Determination of the prevalence of blaoxa-like gene and ISAba1 elements among extensiveــdrug resistant (XDR) Acinetobacter boumannii isolates

Abstract

The capacity of Multiـdrug resistant (MDR) Acinetobacter baumannii to survive in any state of affairs concerning the gaining of various gene types of virulence and antimicrobial agent resistance are the main anxiety in the hospital’s environments. So, it is very crucial to determine the prevalence of insertion sequences in A. baumannii. In the hospitals.
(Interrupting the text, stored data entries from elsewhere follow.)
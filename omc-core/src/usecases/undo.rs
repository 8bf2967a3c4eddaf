use super::{prelude::*, *};

#[derive(Debug, Clone, PartialEq)]
pub struct Undo {
    pub request: ChangeRequest,
    pub restored: Location,
}

/// Restores the location store to the state before an implemented request.
///
/// The request is looked up by its message id or its own id. The status
/// of the request is not modified, see [`mark_request_reverted`].
pub fn undo_change_request<R>(
    repo: &R,
    admin: &Actor,
    reference: &str,
    now: Timestamp,
) -> Result<Undo>
where
    R: ChangeRequestRepo + LocationRepo,
{
    authorize_admin(admin)?;
    let request = find_change_request(repo, reference)?;
    if request.status != RequestStatus::Implemented {
        return Err(Error::InvalidStatus(request.status));
    }
    let json = request
        .current_data
        .as_deref()
        .ok_or(Error::MissingSnapshot)?;
    let snapshot = LocationSnapshot::parse(json)?;
    let id = snapshot.target_id().ok_or(Error::UntargetedSnapshot)?;
    let restored = snapshot.into_location(id, Some(admin.id.clone()), now);
    repo.restore_location(&restored)?;
    log::info!(
        "Restored location {} by undoing request {}",
        restored.id,
        request.id
    );
    Ok(Undo { request, restored })
}

pub fn mark_request_reverted<R>(
    repo: &R,
    mut request: ChangeRequest,
    admin: &Actor,
    now: Timestamp,
) -> Result<ChangeRequest>
where
    R: ChangeRequestRepo,
{
    transition(&mut request, RequestStatus::Reverted, admin, now)?;
    request.review_comment = Some(format!("Reverted by {}", admin.id));
    repo.update_change_request(&request)?;
    Ok(request)
}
Detecting the blaoxa-51 gene through the polymerase chain reaction (PCR) was performed to confirm Acinetobacter baumannii and the search for ISAba1 element. Between October 2020 and February 2021, 540 distinct clinical specimens were gathered from five hospitals in Baghdad. Thirty-eight A. baumannii isolates were obtained from various clinical specimens. The isolates were initially identified phenotypically using standard microbiological techniques and by the Vitek2 compact automated machine. Isolates of A. baumannii were identified genotypically by amplification of the blaoxa-51-like gene. Antimicrobials are studied by Kirby-Bauer (disc diffusion) technique on Muller-Hinton agar as specified by the recent clinical and laboratory standard institute (CLSI) guidelines (2020). The actual results of the current study indicated that from total isolated (38) A.baumannii isolates, 23 isolates (61%) were resistant to meropenem and 25 isolates (66%) were resistant to imipenem. The blaoxa-51 gene was identified in all strains examined, ISAba1 was also present in all A. baumannii isolates. ISAba1 has a high predominance between drug-resistant A. baumannii. Identifying these parameters can assist in the control of infection and decreasing the microorganism’s prevalence rate.